Los israelitas se apostaron en la cumbre de una colina que dominaba el valle donde acampaban los invasores. “Y Madián, y Amalec, y todos los orientales, estaban tendidos en el valle como langostas en muchedumbre, y sus camellos eran innumerables, como la arena que está a la ribera de la mar en multitud.”

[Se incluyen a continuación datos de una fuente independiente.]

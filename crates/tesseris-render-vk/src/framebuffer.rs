// SPDX-License-Identifier: CEPL-1.0
use crate::error::{OpContext, VkResult};
use ash::vk;

/// One framebuffer per swapchain image, all sharing the depth view.
pub struct Framebuffers {
    device: ash::Device,
    handles: Vec<vk::Framebuffer>,
}

impl Framebuffers {
    pub fn create(
        device: &ash::Device,
        render_pass: vk::RenderPass,
        color_views: &[vk::ImageView],
        depth_view: vk::ImageView,
        extent: vk::Extent2D,
    ) -> VkResult<Self> {
        let mut fbs = Self {
            device: device.clone(),
            handles: Vec::with_capacity(color_views.len()),
        };
        for &color in color_views {
            let attachments = [color, depth_view];
            let info = vk::FramebufferCreateInfo {
                s_type: vk::StructureType::FRAMEBUFFER_CREATE_INFO,
                render_pass,
                attachment_count: attachments.len() as u32,
                p_attachments: attachments.as_ptr(),
                width: extent.width,
                height: extent.height,
                layers: 1,
                ..Default::default()
            };
            let fb = unsafe { device.create_framebuffer(&info, None) }.op("vkCreateFramebuffer")?;
            fbs.handles.push(fb);
        }
        Ok(fbs)
    }

    pub fn get(&self, index: usize) -> Option<vk::Framebuffer> {
        self.handles.get(index).copied()
    }

    pub fn len(&self) -> usize {
        self.handles.len()
    }

    pub fn is_empty(&self) -> bool {
        self.handles.is_empty()
    }

    pub fn destroy(&mut self) {
        for fb in self.handles.drain(..) {
            unsafe { self.device.destroy_framebuffer(fb, None) };
        }
    }
}

impl Drop for Framebuffers {
    fn drop(&mut self) {
        self.destroy();
    }
}
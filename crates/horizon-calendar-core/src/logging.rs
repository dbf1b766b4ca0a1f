//! Logging facilities for Horizon Calendar.
//!
//! Horizon Calendar uses the `tracing` crate for instrumentation. The library
//! never installs a subscriber; to see logs, install one in your application:
//!
//! ```ignore
//! fn main() {
//!     tracing_subscriber::fmt()
//!         .with_env_filter("horizon_calendar=debug")
//!         .init();
//! }
//! ```
//!
//! The constants in [`targets`] can be used in filter directives to narrow
//! output to a single subsystem.

/// Target names for log filtering.
pub mod targets {
    /// Core crate target.
    pub const CORE: &str = "horizon_calendar_core";
    /// Signal/slot system target.
    pub const SIGNAL: &str = "horizon_calendar_core::signal";
    /// Date parsing and conversion target.
    pub const DATE: &str = "horizon_calendar::date";
    /// Date grid assembly target.
    pub const GRID: &str = "horizon_calendar::grid";
    /// Selection engine target.
    pub const SELECTION: &str = "horizon_calendar::selection";
    /// Month paging and keyboard focus target.
    pub const NAVIGATION: &str = "horizon_calendar::navigation";
    /// Label formatting target.
    pub const FORMAT: &str = "horizon_calendar::format";
    /// Configuration loading target.
    pub const CONFIG: &str = "horizon_calendar::config";
}

/// A guard that keeps a tracing span entered until dropped.
///
/// This is useful for tracking the duration of operations.
#[derive(Debug)]
pub struct PerfSpan {
    #[allow(dead_code)]
    span: tracing::span::EnteredSpan,
}

impl PerfSpan {
    /// Create a new performance span.
    ///
    /// The span will be active until the guard is dropped.
    pub fn new(name: &'static str) -> Self {
        let span = tracing::trace_span!(target: "horizon_calendar::perf", "perf", operation = name);
        Self {
            span: span.entered(),
        }
    }
}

Gedeón tembló cuando pensó en la lid del día siguiente. Pero Dios le habló durante las horas de la noche, y mandándole bajar con Fara, su asistente, al campamento de los madianitas, le dió a entender que allí oiría algo que le alentaría. Fué, y mientras esperaba en la obscuridad y el silencio de la noche, oyó a un soldado relatar un sueño a su compañero: “He aquí yo soñé un sueño: que veía un pan de cebada que rodaba hasta el campo de Madián, y llegaba a las tiendas, y las hería de tal manera que caían, y las trastornaba de arriba abajo, y las tiendas caían.” El otro le contestó en palabras que conmovieron el corazón de aquel oyente invisible: “Esto no es otra cosa sino la espada de Gedeón hijo de Joas, varón de Israel: Dios ha entregado en sus manos a los Madianitas con todo el campo.” Gedeón reconoció la voz de Dios que le hablaba por medio de aquellos forasteros madianitas. Volviéndose al sitio donde estaban los pocos hombres que mandaba, les dijo: “Levantaos, que Jehová ha entregado el campo de Madián en vuestras manos.”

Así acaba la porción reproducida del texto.